TASK INSTRUCTIONS: Going through the material underneath, give only the number of lines that contain "return".

SUPPLIED RECORDS:
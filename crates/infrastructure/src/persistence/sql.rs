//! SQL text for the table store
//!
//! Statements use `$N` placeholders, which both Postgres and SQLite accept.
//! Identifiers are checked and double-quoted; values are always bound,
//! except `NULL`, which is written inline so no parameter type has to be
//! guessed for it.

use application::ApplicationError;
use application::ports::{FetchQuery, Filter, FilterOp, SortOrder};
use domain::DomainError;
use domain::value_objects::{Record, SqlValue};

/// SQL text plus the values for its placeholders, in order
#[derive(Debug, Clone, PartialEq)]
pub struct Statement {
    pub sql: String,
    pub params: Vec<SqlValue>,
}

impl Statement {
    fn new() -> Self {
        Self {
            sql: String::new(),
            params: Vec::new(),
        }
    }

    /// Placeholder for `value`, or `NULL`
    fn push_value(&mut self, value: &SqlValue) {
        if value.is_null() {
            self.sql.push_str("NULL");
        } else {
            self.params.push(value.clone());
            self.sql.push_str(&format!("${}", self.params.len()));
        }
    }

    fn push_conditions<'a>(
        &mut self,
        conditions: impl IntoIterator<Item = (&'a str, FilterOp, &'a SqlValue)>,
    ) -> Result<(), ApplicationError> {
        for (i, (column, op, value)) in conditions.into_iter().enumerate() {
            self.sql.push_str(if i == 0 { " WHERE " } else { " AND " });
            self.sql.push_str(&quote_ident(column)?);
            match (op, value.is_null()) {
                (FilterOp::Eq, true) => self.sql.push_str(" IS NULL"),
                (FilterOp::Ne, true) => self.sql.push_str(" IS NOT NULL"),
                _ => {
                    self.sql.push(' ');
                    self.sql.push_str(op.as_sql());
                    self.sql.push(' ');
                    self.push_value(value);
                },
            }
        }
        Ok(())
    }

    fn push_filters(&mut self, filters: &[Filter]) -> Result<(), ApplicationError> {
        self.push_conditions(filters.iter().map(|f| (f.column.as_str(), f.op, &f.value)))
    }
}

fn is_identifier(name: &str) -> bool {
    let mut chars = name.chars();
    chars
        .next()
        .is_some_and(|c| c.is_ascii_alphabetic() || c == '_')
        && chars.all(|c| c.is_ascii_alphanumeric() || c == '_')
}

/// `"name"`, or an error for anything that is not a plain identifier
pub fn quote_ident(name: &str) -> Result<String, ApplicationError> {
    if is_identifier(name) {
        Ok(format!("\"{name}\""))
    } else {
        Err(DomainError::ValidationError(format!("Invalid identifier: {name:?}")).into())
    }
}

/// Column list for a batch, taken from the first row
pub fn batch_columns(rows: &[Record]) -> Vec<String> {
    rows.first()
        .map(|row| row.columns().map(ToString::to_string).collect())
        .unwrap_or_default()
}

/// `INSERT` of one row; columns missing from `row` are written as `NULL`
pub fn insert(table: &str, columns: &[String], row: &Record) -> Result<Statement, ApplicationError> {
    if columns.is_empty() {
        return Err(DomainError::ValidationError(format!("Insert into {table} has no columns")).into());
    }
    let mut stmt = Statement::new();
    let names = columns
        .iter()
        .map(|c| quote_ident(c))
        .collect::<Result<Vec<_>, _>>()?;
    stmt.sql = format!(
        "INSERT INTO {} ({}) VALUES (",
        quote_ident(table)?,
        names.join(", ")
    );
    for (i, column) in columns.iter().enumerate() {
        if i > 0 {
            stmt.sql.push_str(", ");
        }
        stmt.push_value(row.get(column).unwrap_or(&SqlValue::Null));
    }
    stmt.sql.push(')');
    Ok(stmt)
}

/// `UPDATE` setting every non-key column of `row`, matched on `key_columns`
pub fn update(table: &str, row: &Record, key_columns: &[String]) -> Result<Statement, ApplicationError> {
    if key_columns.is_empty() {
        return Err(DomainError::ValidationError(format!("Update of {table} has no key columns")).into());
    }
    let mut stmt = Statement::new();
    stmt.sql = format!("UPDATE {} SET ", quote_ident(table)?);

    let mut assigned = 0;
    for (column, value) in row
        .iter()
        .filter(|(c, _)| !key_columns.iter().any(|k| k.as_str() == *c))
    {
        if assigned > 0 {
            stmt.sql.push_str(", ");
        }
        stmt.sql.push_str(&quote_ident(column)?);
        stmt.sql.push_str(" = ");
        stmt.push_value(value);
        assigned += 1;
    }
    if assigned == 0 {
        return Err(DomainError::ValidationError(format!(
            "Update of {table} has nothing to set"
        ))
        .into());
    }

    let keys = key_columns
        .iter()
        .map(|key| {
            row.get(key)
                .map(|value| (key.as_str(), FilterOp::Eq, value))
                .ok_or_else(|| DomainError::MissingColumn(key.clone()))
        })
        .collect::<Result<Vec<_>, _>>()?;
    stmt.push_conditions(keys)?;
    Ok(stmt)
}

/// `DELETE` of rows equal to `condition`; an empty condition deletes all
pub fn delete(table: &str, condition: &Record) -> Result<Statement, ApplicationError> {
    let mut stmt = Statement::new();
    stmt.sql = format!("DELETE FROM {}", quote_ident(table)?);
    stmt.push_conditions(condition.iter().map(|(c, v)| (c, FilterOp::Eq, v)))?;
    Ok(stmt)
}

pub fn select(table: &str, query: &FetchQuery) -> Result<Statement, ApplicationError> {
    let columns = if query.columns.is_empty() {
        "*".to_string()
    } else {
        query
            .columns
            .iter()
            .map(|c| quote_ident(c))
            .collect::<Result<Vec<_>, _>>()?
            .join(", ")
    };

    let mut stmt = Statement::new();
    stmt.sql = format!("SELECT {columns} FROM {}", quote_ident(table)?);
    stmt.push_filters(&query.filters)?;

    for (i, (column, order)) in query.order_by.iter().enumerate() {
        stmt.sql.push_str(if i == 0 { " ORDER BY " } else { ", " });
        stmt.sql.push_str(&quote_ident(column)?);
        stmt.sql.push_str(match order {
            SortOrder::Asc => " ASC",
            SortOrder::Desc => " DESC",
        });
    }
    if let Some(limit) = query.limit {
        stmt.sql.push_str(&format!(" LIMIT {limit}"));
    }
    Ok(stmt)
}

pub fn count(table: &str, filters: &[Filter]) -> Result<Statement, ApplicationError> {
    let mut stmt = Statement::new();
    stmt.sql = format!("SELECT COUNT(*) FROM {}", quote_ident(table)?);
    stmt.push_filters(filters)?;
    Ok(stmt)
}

OUTPUT FOR THIS EXERCISE: 3